Промаявшись с пару часов, он слез со шконки и потащился в угол к смотрящему. Хоть как-то время убить…
Булькал чифирбак, урки, как обычно, шлепали картами и орали друг на друга рыдающими голосами. Бубень сохранял полную невозмутимость, но его глазки то и дело поблескивали — смотрящий развлекался. Время от времени, когда свара затихала, он бросал малозначащую, вроде бы, реплику, и все разгоралось заново.
Мощная личность, в который раз оценил Максим. Умен, хитер, жесток. Прирожденный политик. Интриган и провокатор от бога.
Сидел Бубень чуть ли не всю жизнь, короновался в незапамятные времена. И по свободе не скучал. Воля, сказал он однажды Максиму доверительно, воля… На кой мне ихняя воля? И у кого там воля, скажи, Америка, ты же головастый малый? У вертухаев, что ли? У кума, у замполита? Да хоть у начальника? Или, может, у деревенских? Животные… А вот помнишь, Америка, Мишу-Бороду? Грамотный был, инженером служил, а и сам же мне говорил — нету ее, воли-то. Я тебе больше скажу — у вождей, в Кремле которые, тоже воли никакой. Зуб даю. Вот так вот. А у меня — у меня, тут! — самая воля и есть, понял?
Нет, подумалось тогда, не на Румянцева он похож. Скорее на Макмиллана.
К Максиму Бубень относился почему-то хорошо. Вероятно, чуял в нем нечто… Да точно чуял. Рóманы слушал с интересом, но, похоже, единственный из всех, воспринимал их не как сказки. «Повидал ты, Америка», — обронил он как-то.
Кстати, и в облучение явно не верил, а вот природа Максимова свечения очевидным образом занимала смотрящего. С расспросами, впрочем, не лез: лагерная этика — не хочешь, не колись.
Да что там облучение — в бессмертие товарища Сталина Бубень тоже не верил…

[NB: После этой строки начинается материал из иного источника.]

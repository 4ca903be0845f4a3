//! Dashboard and analytics aggregation.
//!
//! Everything here is computed from rows already fetched for the page; the
//! backend is never asked to aggregate.

use std::collections::HashMap;

use chrono::{DateTime, TimeDelta, Utc};
use rust_decimal::Decimal;
use serde::{Deserialize, Serialize};

use crate::entities::product::percentage;
use crate::entities::{Product, Store};
use crate::types::{CurrencyCode, Price, ProductId, ProductStatus, StoreId, StoreStatus};

/// Headline numbers for the dashboard overview.
#[derive(Debug, Clone, PartialEq, Serialize)]
pub struct DashboardStats {
    pub total_stores: usize,
    pub active_stores: usize,
    pub total_products: usize,
    pub active_products: usize,
    pub draft_products: usize,
    pub low_stock_products: usize,
    pub total_views: i64,
    pub total_favorites: i64,
    pub total_sales: i64,
    pub total_revenue: Decimal,
    /// Currency most products are priced in; revenue is summed as-is.
    pub currency: CurrencyCode,
    /// Sales per view, as a percentage.
    pub conversion_rate: f64,
}

impl DashboardStats {
    /// Aggregate over a seller's stores and products.
    #[must_use]
    pub fn compute(stores: &[Store], products: &[Product]) -> Self {
        let total_views: i64 = products.iter().map(|p| p.views).sum();
        let total_sales: i64 = products.iter().map(|p| p.sales).sum();

        Self {
            total_stores: stores.len(),
            active_stores: stores
                .iter()
                .filter(|s| s.status == StoreStatus::Active)
                .count(),
            total_products: products.len(),
            active_products: count_status(products, ProductStatus::Active),
            draft_products: count_status(products, ProductStatus::Draft),
            low_stock_products: products.iter().filter(|p| p.is_low_stock()).count(),
            total_views,
            total_favorites: products.iter().map(|p| p.favorites).sum(),
            total_sales,
            total_revenue: products.iter().map(|p| p.revenue).sum(),
            currency: dominant_currency(products),
            conversion_rate: percentage(total_sales, total_views),
        }
    }

    /// Total revenue with currency.
    #[must_use]
    pub const fn revenue(&self) -> Price {
        Price::new(self.total_revenue, self.currency)
    }

    /// Conversion rate rounded for display, e.g. `2.4%`.
    #[must_use]
    pub fn conversion_display(&self) -> String {
        format!("{:.1}%", self.conversion_rate)
    }
}

fn count_status(products: &[Product], status: ProductStatus) -> usize {
    products.iter().filter(|p| p.status == status).count()
}

/// Most common product currency, defaulting to USD.
fn dominant_currency(products: &[Product]) -> CurrencyCode {
    let mut counts: HashMap<CurrencyCode, usize> = HashMap::new();
    for p in products {
        *counts.entry(p.currency).or_insert(0) += 1;
    }
    CurrencyCode::ALL
        .into_iter()
        .max_by_key(|c| (counts.get(c).copied().unwrap_or(0), std::cmp::Reverse(*c as u8)))
        .filter(|c| counts.contains_key(c))
        .unwrap_or_default()
}

/// Reporting window for the analytics page.
#[derive(Debug, Clone, Copy, PartialEq, Eq, Hash, Default, Serialize, Deserialize)]
pub enum AnalyticsRange {
    #[serde(rename = "7d")]
    Week,
    #[default]
    #[serde(rename = "30d")]
    Month,
    #[serde(rename = "90d")]
    Quarter,
    #[serde(rename = "all")]
    All,
}

impl AnalyticsRange {
    /// Every range, in selector order.
    pub const ALL: [Self; 4] = [Self::Week, Self::Month, Self::Quarter, Self::All];

    /// Query-string value.
    #[must_use]
    pub const fn as_str(self) -> &'static str {
        match self {
            Self::Week => "7d",
            Self::Month => "30d",
            Self::Quarter => "90d",
            Self::All => "all",
        }
    }

    /// Selector label.
    #[must_use]
    pub const fn label(self) -> &'static str {
        match self {
            Self::Week => "Last 7 days",
            Self::Month => "Last 30 days",
            Self::Quarter => "Last 90 days",
            Self::All => "All time",
        }
    }

    /// Start of the window, or `None` for all time.
    #[must_use]
    pub fn since(self, now: DateTime<Utc>) -> Option<DateTime<Utc>> {
        let days = match self {
            Self::Week => 7,
            Self::Month => 30,
            Self::Quarter => 90,
            Self::All => return None,
        };
        Some(now - TimeDelta::days(days))
    }

    /// Keep products listed within the window.
    #[must_use]
    pub fn filter(self, products: Vec<Product>, now: DateTime<Utc>) -> Vec<Product> {
        match self.since(now) {
            Some(since) => products
                .into_iter()
                .filter(|p| p.created_at >= since)
                .collect(),
            None => products,
        }
    }
}

impl std::str::FromStr for AnalyticsRange {
    type Err = String;

    fn from_str(s: &str) -> Result<Self, Self::Err> {
        Self::ALL
            .into_iter()
            .find(|r| r.as_str().eq_ignore_ascii_case(s.trim()))
            .ok_or_else(|| format!("invalid range: {s}"))
    }
}

/// Per-product analytics row.
#[derive(Debug, Clone, PartialEq, Serialize)]
pub struct ProductPerformance {
    pub product_id: ProductId,
    pub title: String,
    pub store_name: String,
    pub views: i64,
    pub favorites: i64,
    pub sales: i64,
    pub revenue: Price,
    pub conversion_rate: f64,
}

impl ProductPerformance {
    /// Rows for the top `n` products, labelled with their store names.
    #[must_use]
    pub fn top(products: &[Product], stores: &[Store], n: usize) -> Vec<Self> {
        let names: HashMap<StoreId, &str> =
            stores.iter().map(|s| (s.id, s.name.as_str())).collect();

        top_products(products, n)
            .into_iter()
            .map(|p| Self {
                product_id: p.id,
                title: p.title.clone(),
                store_name: names
                    .get(&p.store_id)
                    .map_or_else(|| "Unknown store".to_string(), ToString::to_string),
                views: p.views,
                favorites: p.favorites,
                sales: p.sales,
                revenue: p.revenue_price(),
                conversion_rate: p.conversion_rate(),
            })
            .collect()
    }
}

/// The `n` best sellers: revenue descending, then sales, then title.
#[must_use]
pub fn top_products(products: &[Product], n: usize) -> Vec<&Product> {
    let mut ranked: Vec<&Product> = products.iter().collect();
    ranked.sort_by(|a, b| {
        b.revenue
            .cmp(&a.revenue)
            .then_with(|| b.sales.cmp(&a.sales))
            .then_with(|| a.title.cmp(&b.title))
    });
    ranked.truncate(n);
    ranked
}

/// Per-store analytics row.
#[derive(Debug, Clone, PartialEq, Serialize)]
pub struct StorePerformance {
    pub store_id: StoreId,
    pub name: String,
    pub status: StoreStatus,
    pub product_count: usize,
    pub active_products: usize,
    pub views: i64,
    pub sales: i64,
    pub revenue: Price,
    pub conversion_rate: f64,
}

impl StorePerformance {
    /// One row per store, highest revenue first. Products whose store is not
    /// in `stores` are ignored.
    #[must_use]
    pub fn compute(stores: &[Store], products: &[Product]) -> Vec<Self> {
        let mut rows: Vec<Self> = stores
            .iter()
            .map(|store| {
                let owned: Vec<&Product> =
                    products.iter().filter(|p| p.store_id == store.id).collect();
                let views = owned.iter().map(|p| p.views).sum();
                let sales = owned.iter().map(|p| p.sales).sum();
                Self {
                    store_id: store.id,
                    name: store.name.clone(),
                    status: store.status,
                    product_count: owned.len(),
                    active_products: owned
                        .iter()
                        .filter(|p| p.status == ProductStatus::Active)
                        .count(),
                    views,
                    sales,
                    revenue: Price::new(owned.iter().map(|p| p.revenue).sum(), store.currency),
                    conversion_rate: percentage(sales, views),
                }
            })
            .collect();

        rows.sort_by(|a, b| {
            b.revenue
                .amount
                .cmp(&a.revenue.amount)
                .then_with(|| a.name.cmp(&b.name))
        });
        rows
    }
}

#[cfg(test)]
#[allow(clippy::unwrap_used)]
mod tests {
    use super::*;
    use crate::demo;

    #[test]
    fn test_compute_matches_manual_sums() {
        let stores = demo::stores();
        let products = demo::products();
        let stats = DashboardStats::compute(&stores, &products);

        assert_eq!(stats.total_stores, stores.len());
        assert_eq!(stats.total_products, products.len());
        assert_eq!(
            stats.total_sales,
            products.iter().map(|p| p.sales).sum::<i64>()
        );
        assert_eq!(
            stats.total_revenue,
            products.iter().map(|p| p.revenue).sum::<Decimal>()
        );
        assert!(stats.active_products + stats.draft_products <= stats.total_products);
    }

    #[test]
    fn test_compute_empty() {
        let stats = DashboardStats::compute(&[], &[]);
        assert_eq!(stats.total_products, 0);
        assert!(stats.conversion_rate.abs() < f64::EPSILON);
        assert_eq!(stats.currency, CurrencyCode::Usd);
        assert_eq!(stats.revenue().display(), "$0.00");
        assert_eq!(stats.conversion_display(), "0.0%");
    }

    #[test]
    fn test_dominant_currency() {
        let mut products = demo::products();
        for p in &mut products {
            p.currency = CurrencyCode::Gbp;
        }
        assert_eq!(dominant_currency(&products), CurrencyCode::Gbp);
    }

    #[test]
    fn test_top_products_ordering() {
        let top = ProductPerformance::top(&demo::products(), &demo::stores(), 3);
        assert!(top.len() <= 3);
        assert!(
            top.windows(2)
                .all(|w| w[0].revenue.amount >= w[1].revenue.amount)
        );
        assert!(top.iter().all(|row| row.store_name != "Unknown store"));
    }

    #[test]
    fn test_top_products_breaks_revenue_ties_by_sales() {
        let mut products = demo::products();
        for p in &mut products {
            p.revenue = Decimal::ONE_HUNDRED;
        }
        let top = top_products(&products, 2);
        assert_eq!(top.len(), 2);
        assert!(top[0].sales >= top[1].sales);
        assert!(top_products(&products, 0).is_empty());
    }

    #[test]
    fn test_store_performance_covers_every_store() {
        let stores = demo::stores();
        let rows = StorePerformance::compute(&stores, &demo::products());
        assert_eq!(rows.len(), stores.len());
        let counted: usize = rows.iter().map(|r| r.product_count).sum();
        assert_eq!(counted, demo::products().len());
    }

    #[test]
    fn test_range_filter() {
        let now = demo::reference_time();
        let all = demo::products();
        let week = AnalyticsRange::Week.filter(all.clone(), now);
        assert!(week.iter().all(|p| p.created_at >= now - TimeDelta::days(7)));
        assert_eq!(AnalyticsRange::All.filter(all.clone(), now).len(), all.len());
        assert_eq!("90D".parse::<AnalyticsRange>().unwrap(), AnalyticsRange::Quarter);
        assert!("1y".parse::<AnalyticsRange>().is_err());
    }
}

Спор картежников переключился на тему, смертельно надоевшую Максиму, — о летоисчислении. Вернее, о векоисчислении. Дернул же черт сообщить, что двадцатый век кончается, да, тридцать первого декабря, но не девяносто девятого года, а вовсе даже двухтысячного. Отчего-то это страшно поразило заключенных, обсуждения возобновлялись каждый божий день, да еще в специфической уголовной манере — всё на крике, на бешено выпученных глазах, на пене у рта, с оскорблениями и рукоприкладством. Доходило и до серьезной крови. Ох, Бубень наслаждался…
Ну вот, совсем вразнос пошли. Сейчас приставать начнут, господи, как же обрыдло все…

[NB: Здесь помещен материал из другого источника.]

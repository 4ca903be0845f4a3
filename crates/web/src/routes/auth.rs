//! Authentication route handlers.
//!
//! Handles sign-in, sign-up, sign-out, and password recovery through the
//! hosted auth API. Forms follow Post-Redirect-Get: failures redirect back
//! with an `?error=` code that the page maps to a message.

use askama::Template;
use askama_web::WebTemplate;
use axum::{
    Form,
    extract::{Query, State},
    response::{IntoResponse, Redirect, Response},
};
use gainsy_core::Email;
use serde::Deserialize;
use tower_sessions::Session;
use tracing::instrument;

use crate::backend::{BackendError, SignUpOutcome};
use crate::error::{add_breadcrumb, clear_sentry_user, set_sentry_user};
use crate::middleware::{OptionalAuth, clear_current_user, set_current_user};
use crate::models::CurrentUser;
use crate::state::AppState;

/// Minimum password length accepted at sign-up.
pub const PASSWORD_MIN: usize = 8;

const DEFAULT_RETURN: &str = "/dashboard";

// =============================================================================
// Form Types
// =============================================================================

/// Login form data.
#[derive(Debug, Deserialize)]
pub struct LoginForm {
    pub email: String,
    pub password: String,
    #[serde(default)]
    pub next: Option<String>,
}

/// Sign-up form data.
#[derive(Debug, Deserialize)]
pub struct SignupForm {
    #[serde(default)]
    pub full_name: Option<String>,
    pub email: String,
    pub password: String,
    pub password_confirm: String,
}

/// Forgot password form data.
#[derive(Debug, Deserialize)]
pub struct ForgotPasswordForm {
    pub email: String,
}

// =============================================================================
// Query Types
// =============================================================================

/// Query parameters for error/success display.
#[derive(Debug, Default, Deserialize)]
pub struct MessageQuery {
    pub error: Option<String>,
    pub success: Option<String>,
    pub next: Option<String>,
}

/// Friendly text for an `?error=` code.
#[must_use]
pub fn error_message(code: &str) -> &'static str {
    match code {
        "credentials" => "That email and password don't match an account.",
        "unconfirmed" => "Please confirm your email address before signing in.",
        "invalid_email" => "Please enter a valid email address.",
        "password_mismatch" => "Passwords don't match.",
        "password_too_short" => "Passwords must be at least 8 characters.",
        "email_taken" => "An account with that email already exists. Try signing in.",
        "rate_limited" => "Too many attempts. Please wait a moment and try again.",
        "session" => "We couldn't start your session. Please try again.",
        "expired" => "Your session expired. Please sign in again.",
        "unavailable" => "Sign-in is temporarily unavailable. Please try again shortly.",
        _ => "Something went wrong. Please try again.",
    }
}

/// Friendly text for a `?success=` code.
#[must_use]
pub fn success_message(code: &str) -> &'static str {
    match code {
        "email_sent" => "If an account exists for that email, a reset link is on its way.",
        "logged_out" => "You've been signed out.",
        _ => "Done.",
    }
}

/// Keep a post-login return path on this site.
///
/// Anything but an absolute local path (including `//host` and `/\host`
/// forms browsers treat as external) falls back to the dashboard. Paths
/// with control characters or inner whitespace are rejected too: they are
/// not valid `Location` values, and browsers strip tabs and newlines, which
/// turns `/\t/host` into `//host`.
#[must_use]
pub fn safe_next(next: Option<&str>) -> &str {
    match next.map(str::trim) {
        Some(path)
            if path.starts_with('/')
                && !path.starts_with("//")
                && !path.contains('\\')
                && !path.chars().any(|c| c.is_control() || c.is_whitespace())
                && !path.starts_with("/auth/") =>
        {
            path
        }
        _ => DEFAULT_RETURN,
    }
}

fn login_redirect(error: &str, next: Option<&str>) -> Redirect {
    let next = safe_next(next);
    if next == DEFAULT_RETURN {
        Redirect::to(&format!("/auth/login?error={error}"))
    } else {
        Redirect::to(&format!(
            "/auth/login?error={error}&next={}",
            urlencoding::encode(next)
        ))
    }
}

/// Map a sign-in failure to an error code.
fn sign_in_error_code(error: &BackendError) -> &'static str {
    match error {
        BackendError::Api { status: 400, message } if message.contains("not confirmed") => {
            "unconfirmed"
        }
        BackendError::Api { status: 400, .. } | BackendError::Unauthorized => "credentials",
        BackendError::RateLimited(_) => "rate_limited",
        _ => "unavailable",
    }
}

/// Store a freshly signed-in user, rotating the session ID first.
async fn start_session(
    session: &Session,
    user: &CurrentUser,
) -> Result<(), tower_sessions::session::Error> {
    session.cycle_id().await?;
    set_current_user(session, user).await?;
    set_sentry_user(&user.id, Some(&user.email));
    add_breadcrumb("auth", "Signed in", None);
    Ok(())
}

// =============================================================================
// Templates
// =============================================================================

/// Login page template.
#[derive(Template, WebTemplate)]
#[template(path = "auth/login.html")]
pub struct LoginTemplate {
    pub error: Option<&'static str>,
    pub success: Option<&'static str>,
    pub next: String,
}

/// Sign-up page template.
#[derive(Template, WebTemplate)]
#[template(path = "auth/signup.html")]
pub struct SignupTemplate {
    pub error: Option<&'static str>,
}

/// Shown when the new account must confirm its email first.
#[derive(Template, WebTemplate)]
#[template(path = "auth/signup_pending.html")]
pub struct SignupPendingTemplate {
    pub email: String,
}

/// Forgot password page template.
#[derive(Template, WebTemplate)]
#[template(path = "auth/forgot_password.html")]
pub struct ForgotPasswordTemplate {
    pub error: Option<&'static str>,
    pub success: Option<&'static str>,
}

// =============================================================================
// Login
// =============================================================================

/// Display the login page.
pub async fn login_page(
    OptionalAuth(user): OptionalAuth,
    Query(query): Query<MessageQuery>,
) -> Response {
    let next = safe_next(query.next.as_deref()).to_string();
    if user.is_some() {
        return Redirect::to(&next).into_response();
    }

    LoginTemplate {
        error: query.error.as_deref().map(error_message),
        success: query.success.as_deref().map(success_message),
        next,
    }
    .into_response()
}

/// Handle login form submission.
#[instrument(skip(state, session, form))]
pub async fn login(
    State(state): State<AppState>,
    session: Session,
    Form(form): Form<LoginForm>,
) -> Response {
    let next = form.next.as_deref();

    let Ok(email) = Email::parse(&form.email) else {
        return login_redirect("invalid_email", next).into_response();
    };

    match state
        .backend()
        .sign_in_with_password(&email, &form.password)
        .await
    {
        Ok(auth) => {
            let user = CurrentUser::from(auth);
            if let Err(e) = start_session(&session, &user).await {
                tracing::error!("Failed to set session: {}", e);
                return login_redirect("session", next).into_response();
            }
            tracing::info!(user_id = %user.id, "Seller signed in");
            Redirect::to(safe_next(next)).into_response()
        }
        Err(e) => {
            tracing::warn!(email_domain = email.domain(), "Login failed: {}", e);
            login_redirect(sign_in_error_code(&e), next).into_response()
        }
    }
}

// =============================================================================
// Sign-up
// =============================================================================

/// Display the sign-up page.
pub async fn signup_page(
    OptionalAuth(user): OptionalAuth,
    Query(query): Query<MessageQuery>,
) -> Response {
    if user.is_some() {
        return Redirect::to(DEFAULT_RETURN).into_response();
    }
    SignupTemplate {
        error: query.error.as_deref().map(error_message),
    }
    .into_response()
}

/// Handle sign-up form submission.
///
/// Projects that auto-confirm accounts sign the seller straight in; otherwise
/// a page asks them to check their inbox.
#[instrument(skip(state, session, form))]
pub async fn signup(
    State(state): State<AppState>,
    session: Session,
    Form(form): Form<SignupForm>,
) -> Response {
    let Ok(email) = Email::parse(&form.email) else {
        return Redirect::to("/auth/signup?error=invalid_email").into_response();
    };

    if form.password != form.password_confirm {
        return Redirect::to("/auth/signup?error=password_mismatch").into_response();
    }

    if form.password.chars().count() < PASSWORD_MIN {
        return Redirect::to("/auth/signup?error=password_too_short").into_response();
    }

    let full_name = gainsy_core::non_blank(form.full_name.as_deref());

    match state
        .backend()
        .sign_up(&email, &form.password, full_name.as_deref())
        .await
    {
        Ok(SignUpOutcome::SignedIn(auth)) => {
            let user = CurrentUser::from(auth);
            if let Err(e) = start_session(&session, &user).await {
                tracing::error!("Failed to set session after sign-up: {}", e);
                return Redirect::to("/auth/login?error=session").into_response();
            }
            tracing::info!(user_id = %user.id, "Seller signed up");
            Redirect::to("/dashboard?welcome=1").into_response()
        }
        Ok(SignUpOutcome::ConfirmationRequired { email: confirmed }) => {
            tracing::info!(email_domain = email.domain(), "Sign-up awaiting confirmation");
            SignupPendingTemplate {
                email: if confirmed.is_empty() {
                    email.into_inner()
                } else {
                    confirmed
                },
            }
            .into_response()
        }
        Err(BackendError::Conflict(_)) => {
            Redirect::to("/auth/signup?error=email_taken").into_response()
        }
        Err(BackendError::RateLimited(_)) => {
            Redirect::to("/auth/signup?error=rate_limited").into_response()
        }
        Err(e) => {
            tracing::warn!("Sign-up failed: {}", e);
            Redirect::to("/auth/signup?error=failed").into_response()
        }
    }
}

// =============================================================================
// Logout
// =============================================================================

/// Sign out: revoke the refresh token and drop the session.
#[instrument(skip_all)]
pub async fn logout(
    State(state): State<AppState>,
    session: Session,
    OptionalAuth(user): OptionalAuth,
) -> impl IntoResponse {
    if let Some(user) = user {
        if let Err(e) = state.backend().sign_out(&user.access_token).await {
            tracing::warn!(user_id = %user.id, "Token revocation failed: {}", e);
        }
        state.invalidate_stats(user.id).await;
    }

    if let Err(e) = clear_current_user(&session).await {
        tracing::error!("Failed to clear session: {}", e);
    }
    if let Err(e) = session.flush().await {
        tracing::error!("Failed to flush session: {}", e);
    }
    clear_sentry_user();

    Redirect::to("/auth/login?success=logged_out")
}

// =============================================================================
// Password Recovery
// =============================================================================

/// Display the forgot password page.
pub async fn forgot_password_page(Query(query): Query<MessageQuery>) -> impl IntoResponse {
    ForgotPasswordTemplate {
        error: query.error.as_deref().map(error_message),
        success: query.success.as_deref().map(success_message),
    }
}

/// Handle forgot password form submission.
///
/// Always reports success so the form can't be used to probe for accounts.
#[instrument(skip(state, form))]
pub async fn forgot_password(
    State(state): State<AppState>,
    Form(form): Form<ForgotPasswordForm>,
) -> impl IntoResponse {
    let Ok(email) = Email::parse(&form.email) else {
        return Redirect::to("/auth/forgot-password?error=invalid_email");
    };

    if let Err(e) = state.backend().recover_password(&email).await {
        tracing::warn!(email_domain = email.domain(), "Password recovery request failed: {}", e);
    }

    Redirect::to("/auth/forgot-password?success=email_sent")
}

Максим встал, поплелся к выходу.
— Америка! — крикнули вслед в несколько глоток.
— Цыть! — рявкнул смотрящий. И сам позвал. — Америка!
Он догнал Максима уже в дверях.
— Что, подышать? И то дело. Я тоже подышу. Давай вон за барак, там ветер потише, да и псам нас не видать-не слыхать.
Свернули за угол, присели на корточки. Бубень вытащил из-за пазухи кусок хлеба, половинку луковицы, протянул Максиму.
— Пожуй.
— Да не лезет, — признался Максим.
— Пожуй, сказано. Не лезет… Гляди, доходить начнешь…
Максим откусил от краюшки, принялся жевать — через силу.
— Слышь, Америка, — сказал Бубень, — вот какое дело… — Он замолчал, подумал несколько секунд и спросил. — Тебя звать-то как? Запамятовал что-то.
— Максим.
— Ага, точно. А меня Николаем.
— А по отчеству? — заинтересовался вдруг Максим.
— Да на кой же тебе мое отчество? — удивился авторитет. — Ну, Петрович я…
— Николай Петрович… — пробормотал Максим. — Это надо же…
— Не похож, что ли?
— Да нет, нормально. Это я о своем…
— А… Ну-ну. Ладно, к лешему эти отчества. Да и по имени — только один на один. При этих, — смотрящий махнул в сторону барака, — я Бубень, ты Америка. Понял?
Максим кивнул.
— Ага, ты понятливый. Вот и слушай. Один-то на один нам с тобой, может, больше и не придется. Ну, сам решишь. Дело такое. Репа мой… Он куму стучит, знаешь?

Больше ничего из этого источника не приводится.